Protein expression in the microbial eukaryotic host Pichia pastoris offers the possibility to generate high amounts of recombinant protein in a fast and easy to use expression system. As a single-celled microorganism P. pastoris is easy to manipulate and grows rapidly on inexpensive media at high cell densities. Being a eukaryote, P. pastoris is able to perform many of the post-translational modifications performed by higher eukaryotic cells and the obtained recombinant proteins undergo protein folding, proteolytic processing, disulfide bond formation and glycosylation [1]. As a methylotrophic yeast P. pastoris is capable of metabolizing methanol as its sole carbon source. The strong promoter for alcohol oxidase, AOX1, is tightly regulated and induced by methanol and it is used for the expression of the gene of interest. Accordingly, the expression of the foreign protein can be induced by adding methanol to the growth medium [2; 3]. Another important advantage is the secretion of the recombinant protein into the growth medium, using a signal sequence to target the foreign protein to the secretory pathway of P. pastoris. With only low levels of endogenous protein secreted to the media by the yeast itself and no added proteins to the media, a heterologous protein builds the majority of the total protein in the medium and facilitates following protein purification steps [3; 4]. The vector used here (pPICZalphaA) contains the AOX1 promoter for tightly regulated, methanol-induced expression of the gene of interest; the alpha-factor secretion signal for secretion of the recombinant protein, a Zeocin resistance gene for selection in both E. coli and Pichia and a C-terminal peptide containing the c-myc epitope and a polyhistidine (6xHis) tag for detection and purification of a recombinant protein. We also show western blot analysis of the recombinant protein using the specific Anti-myc-HRP antibody recognizing the c-myc epitope on the parent vector.

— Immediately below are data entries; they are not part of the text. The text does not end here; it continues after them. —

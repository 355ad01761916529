//! Error types for the simulation engine

use thiserror::Error;

use crate::randomness::DrawSite;

/// Top-level error type for simulation operations
///
/// Every variant is a contract violation: either the caller configured the
/// engine with values the sampling contract cannot honour, or a collaborator
/// returned something that would corrupt the event ordering. Draining the
/// event queue is not an error.
#[derive(Debug, Clone, PartialEq, Error)]
pub enum SimError {
    #[error("Invalid configuration: {name} must be a positive finite mean, got {value}")]
    InvalidMean { name: &'static str, value: f64 },

    #[error("Invalid configuration: customer cap must be at least 1")]
    InvalidCustomerCap,

    #[error("Time validation error: expected finite non-negative time, got {0}")]
    InvalidTime(f64),

    #[error("Variate source returned {value} for {site} sample with mean {mean}")]
    InvalidSample { site: DrawSite, mean: f64, value: f64 },

    #[error("Event at {event_time} would move the clock backwards from {clock}")]
    ClockRegression { clock: f64, event_time: f64 },

    #[error("Simulation has already been run")]
    AlreadyRun,
}
//! Experiment description: which service means to sweep, and how often
//! to replicate each point.

use std::fs;
use std::path::Path;

use queuesim_core::SimulationConfig;
use serde::{Deserialize, Serialize};

use crate::error::MetricsError;

/// A sweep over service means at a fixed interarrival mean.
///
/// The defaults reproduce the classic single-server study: interarrival
/// mean 1, service means 0.5 to 0.9, five replications of a thousand
/// customers each.
#[derive(Debug, Clone, PartialEq, Serialize, Deserialize)]
#[serde(default)]
pub struct ExperimentConfig {
    pub interarrival_mean: f64,
    pub service_means: Vec<f64>,
    pub replications: u32,
    pub customer_cap: u64,
    /// Seed of the first replication; replication `i` uses `seed + i`.
    pub seed: u64,
}

impl Default for ExperimentConfig {
    fn default() -> Self {
        Self {
            interarrival_mean: 1.0,
            service_means: vec![0.5, 0.6, 0.7, 0.8, 0.9],
            replications: 5,
            customer_cap: 1000,
            seed: 0,
        }
    }
}

impl ExperimentConfig {
    /// Load an experiment from a JSON file. Missing fields take their
    /// default values.
    pub fn from_json_file(path: impl AsRef<Path>) -> Result<Self, MetricsError> {
        let bytes = fs::read(path)?;
        let config: Self = serde_json::from_slice(&bytes)?;
        config.validate()?;
        Ok(config)
    }

    /// Simulation parameters for one point of the sweep.
    pub fn simulation_config(&self, service_mean: f64) -> SimulationConfig {
        SimulationConfig::new(self.interarrival_mean, service_mean, self.customer_cap)
    }

    pub fn validate(&self) -> Result<(), MetricsError> {
        if self.replications == 0 {
            return Err(MetricsError::InvalidExperiment(
                "replications must be at least 1".to_string(),
            ));
        }
        if self.service_means.is_empty() {
            return Err(MetricsError::InvalidExperiment(
                "no service means to sweep".to_string(),
            ));
        }
        for &mean in &self.service_means {
            self.simulation_config(mean).validate()?;
        }
        Ok(())
    }
}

在真核微生物宿主毕赤酵母中进行蛋白质表达,为在快速且易于使用的表达系统中大量生产重组蛋白提供了可能。作为单细胞微生物,毕赤酵母易于操作,能在廉价培养基上以高细胞密度快速生长。作为真核生物,毕赤酵母能够进行高等真核细胞所进行的许多翻译后修饰,所获得的重组蛋白会经历蛋白质折叠、蛋白水解加工、二硫键形成和糖基化[1]。作为甲基营养型酵母,毕赤酵母能够将甲醇作为唯一碳源进行代谢。醇氧化酶AOX1的强启动子受到严格调控,并由甲醇诱导,它被用于目的基因的表达。因此,通过向生长培养基中添加甲醇可诱导外源蛋白的表达[2; 3]。另一个重要优势是利用信号序列将重组蛋白分泌到生长培养基中,该信号序列可将外源蛋白靶向至毕赤酵母的分泌途径。由于酵母自身分泌到培养基中的内源蛋白水平较低,且培养基中未添加其他蛋白,因此异源蛋白构成了培养基中总蛋白的大部分,便于后续的蛋白纯化步骤[3; 4]。此处使用的载体(pPICZalphaA)包含用于严格调控、甲醇诱导目的基因表达的AOX1启动子;用于分泌重组蛋白的α因子分泌信号;用于在大肠杆菌和毕赤酵母中进行筛选的博来霉素抗性基因;以及一个包含c-myc表位和多组氨酸(6xHis)标签的C末端肽,用于检测和纯化重组蛋白。我们还使用识别亲本载体上c-myc表位的特异性抗myc-HRP抗体,对重组蛋白进行了蛋白质印迹分析。